# What exactly are Marmio Moss Balls?



## jman828 (Aug 15, 2011)

I always see the Marmio Balls in Petsmart, and I just think they look really cool. But what do they do, and what do you have to do to care for them? And most importantly, should I get one?


----------



## SinX7 (Oct 20, 2012)

I have one, its a live plant. Its really easy to take care of. You just squeeze the ball to get rid of the stuff that it absorb when it was in there. and you should be good. But I might be wrong lol.


----------



## ao (Feb 29, 2012)

it's a type of algae. extremely slow growing... 
naturally forms at the bottom of a lake in japan. the current rolls it around and makes it into a ball shape.


----------



## jman828 (Aug 15, 2011)

aokashi said:


> it's a type of algae. extremely slow growing...
> naturally forms at the bottom of a lake in japan. the current rolls it around and makes it into a ball shape.


Okay, do they have any benefits for the tank? Also, how do I care for it if I get one?


----------



## LebronTheBetta (Apr 23, 2012)

Since it's a living plant, it sucks up ammonia and nitrate. You don't really do anything to care for it. It's a low-high light plant, and that's about it.  I have 2, their names are Ben & Jerry. :lol:


----------



## ao (Feb 29, 2012)

marimo needs little to no care, you need to roll it a few times a week to keep it green. otherwise the part that doesnt see light wil turn brown. 

once in a while take it out and give it a firm squeeze roll it in your palms and put it back in. marimo isnt really a high light warm temp plant, so keeping it in lower light is optimum.


----------



## LebronTheBetta (Apr 23, 2012)

Aokashi is the master of plants here, including kfryman. ;-)
And, thank you for reminding me, Ao! I need to roll my marimo..


----------



## jman828 (Aug 15, 2011)

LebronTheBetta said:


> Since it's a living plant, it sucks up ammonia and nitrate. You don't really do anything to care for it. It's a low-high light plant, and that's about it.  I have 2, their names are Ben & Jerry. :lol:


That's so cool, I'm going to get one!



aokashi said:


> marimo needs little to no care, you need to roll it a few times a week to keep it green. otherwise the part that doesnt see light wil turn brown.
> 
> once in a while take it out and give it a firm squeeze roll it in your palms and put it back in. marimo isnt really a high light warm temp plant, so keeping it in lower light is optimum.

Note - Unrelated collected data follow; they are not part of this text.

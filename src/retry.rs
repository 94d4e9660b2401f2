//! Harvest-level retry envelope
//!
//! Wraps a whole engine attempt in exponential backoff. The retry budget is
//! shared with the engine itself: every successfully written row records a
//! success, and a long healthy stretch resets the lifetime retry counter so
//! an earlier rough patch does not count against a later one.

use std::future::Future;
use std::sync::{Arc, Mutex};
use std::time::Duration;

use anyhow::Result;
use tokio::time::sleep;
use tracing::{debug, warn};

use crate::github::error::ApiRetryableError;

#[derive(Debug, Clone)]
pub struct RetryConfig {
    /// Total attempts before the envelope gives up.
    pub max_attempts: u32,
    /// Delay before the first retry.
    pub initial_delay: Duration,
    /// Upper bound for a single delay.
    pub max_delay: Duration,
    /// Multiplier applied per retry.
    pub backoff_factor: f64,
    /// Consecutive successes that earn a fresh retry budget.
    pub success_threshold: u32,
}

impl Default for RetryConfig {
    fn default() -> Self {
        Self {
            max_attempts: 3,
            initial_delay: Duration::from_millis(1_000),
            max_delay: Duration::from_millis(30_000),
            backoff_factor: 2.0,
            success_threshold: 5,
        }
    }
}

impl RetryConfig {
    /// Delay before retry `attempt` (1-based):
    /// `min(initial_delay * backoff_factor^(attempt - 1), max_delay)`.
    pub fn delay_for(&self, attempt: u32) -> Duration {
        let exponent = attempt.saturating_sub(1).min(i32::MAX as u32) as i32;
        let scaled = self.initial_delay.as_millis() as f64 * self.backoff_factor.powi(exponent);
        let capped = scaled.min(self.max_delay.as_millis() as f64);
        Duration::from_millis(capped as u64)
    }
}

/// Mutable retry bookkeeping shared between the envelope and the engine.
#[derive(Debug)]
pub struct RetryState {
    success_threshold: u32,
    /// Failures since the last budget reset. Compared against `max_attempts`.
    pub retry_count: u32,
    pub consecutive_successes: u32,
    /// Lifetime failure count, never reset. Reporting only.
    pub total_retries: u64,
    pub last_error: Option<String>,
}

impl RetryState {
    pub fn new(success_threshold: u32) -> Self {
        Self {
            success_threshold,
            retry_count: 0,
            consecutive_successes: 0,
            total_retries: 0,
            last_error: None,
        }
    }

    /// Records one success. Reaching the threshold resets both the
    /// consecutive-success counter and the retry counter.
    pub fn record_success(&mut self) {
        self.consecutive_successes += 1;
        if self.success_threshold > 0 && self.consecutive_successes >= self.success_threshold {
            debug!(
                "{} consecutive successes, retry budget reset",
                self.consecutive_successes
            );
            self.consecutive_successes = 0;
            self.retry_count = 0;
        }
    }

    /// Records one failure and returns the retry count it brought us to.
    pub fn record_failure(&mut self, error: &anyhow::Error) -> u32 {
        self.consecutive_successes = 0;
        self.retry_count += 1;
        self.total_retries += 1;
        self.last_error = Some(format!("{error:#}"));
        self.retry_count
    }
}

pub type SharedRetryState = Arc<Mutex<RetryState>>;

pub fn shared_retry_state(success_threshold: u32) -> SharedRetryState {
    Arc::new(Mutex::new(RetryState::new(success_threshold)))
}

/// Aggregate error reported after the envelope gives up.
#[derive(Debug, Clone)]
pub struct RetryExhaustedError {
    pub attempts: u32,
    pub last_error: String,
}

impl std::fmt::Display for RetryExhaustedError {
    fn fmt(&self, f: &mut std::fmt::Formatter<'_>) -> std::fmt::Result {
        write!(
            f,
            "retries exhausted after {} attempts, last error: {}",
            self.attempts, self.last_error
        )
    }
}

impl std::error::Error for RetryExhaustedError {}

/// Notifier invoked before each backoff sleep.
pub type RetryNotifier = Box<dyn Fn(u32, Duration, &anyhow::Error) + Send + Sync>;

/// Whether an error is pointless to retry at the harvest level.
pub fn is_terminal(error: &anyhow::Error) -> bool {
    matches!(
        error.downcast_ref::<ApiRetryableError>(),
        Some(ApiRetryableError::NonRetryable(_))
    )
}

/// Runs `action` until it succeeds, a non-retryable error surfaces, or the
/// retry budget is spent.
///
/// The action may have side effects (rows written, state persisted); nothing
/// is rolled back here. Re-entrancy is the action's job: it consults durable
/// state and skips work already done.
pub async fn run_with_retry<T, F, Fut>(
    config: &RetryConfig,
    state: SharedRetryState,
    on_retry: Option<&RetryNotifier>,
    mut action: F,
) -> Result<T>
where
    F: FnMut() -> Fut,
    Fut: Future<Output = Result<T>>,
{
    loop {
        match action().await {
            Ok(value) => {
                state
                    .lock()
                    .unwrap_or_else(|poisoned| poisoned.into_inner())
                    .record_success();
                return Ok(value);
            }
            Err(error) if is_terminal(&error) => {
                warn!("Giving up without retry: {:#}", error);
                return Err(error);
            }
            Err(error) => {
                let attempt = state
                    .lock()
                    .unwrap_or_else(|poisoned| poisoned.into_inner())
                    .record_failure(&error);

                if attempt >= config.max_attempts {
                    let last_error = format!("{error:#}");
                    warn!(
                        "Retries exhausted after {} attempts: {}",
                        attempt, last_error
                    );
                    return Err(anyhow::Error::new(RetryExhaustedError {
                        attempts: attempt,
                        last_error,
                    }));
                }

                let delay = config.delay_for(attempt);
                warn!(
                    "Attempt {}/{} failed ({:#}), retrying in {:?}",
                    attempt, config.max_attempts, error, delay
                );
                if let Some(notifier) = on_retry {
                    notifier(attempt, delay, &error);
                }
                sleep(delay).await;
            }
        }
    }
}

Sounds good! Since your the plant master, is it safe to buy the cheap ones online like on eBay or something? Or is it better to buy in stores?


----------



## ao (Feb 29, 2012)

I actually have no idea XD not a fan of the balls 
I got mine fore free, flattened it out to let my scuds graze on it  

but Ive heard mix reviews about getting it online.... a localguy sells them for $3.50 ea... hes a well trusted source for plants. unfortunately you will have to create a login before you can see his goods

link here

PS i have a long way to go in terms of plant knowledge XD


----------



## kfryman (Nov 7, 2011)

Since they are slow growing, they don't have a huge effect in terms of ammonia and nitrate. The good thing however, is since it is actually an algae, some people believe that it will keep algae at bay since it will take up the nutrients other algae would need to grow. However, I have no scientific evidence to back it up. I would think it would uptake nutrients, but how much I don't know depends on conditions of the tank as well.


----------



## ao (Feb 29, 2012)

I don't really believe it keeps algae at bay. my friends moss balls grows so much algae :/


----------



## jman828 (Aug 15, 2011)

I got one today :-D


----------



## ChristyB (Aug 14, 2012)

I am interested in how it works. I am thinking of getting one for our little Harold for Christmas. Thinking that some live plants will make him a little happier.


----------



## SinX7 (Oct 20, 2012)

I guess it does help a little bit and makes a nice soft bed for the betta


----------



## jman828 (Aug 15, 2011)

ChristyB said:


> I am interested in how it works. I am thinking of getting one for our little Harold for Christmas. Thinking that some live plants will make him a little happier.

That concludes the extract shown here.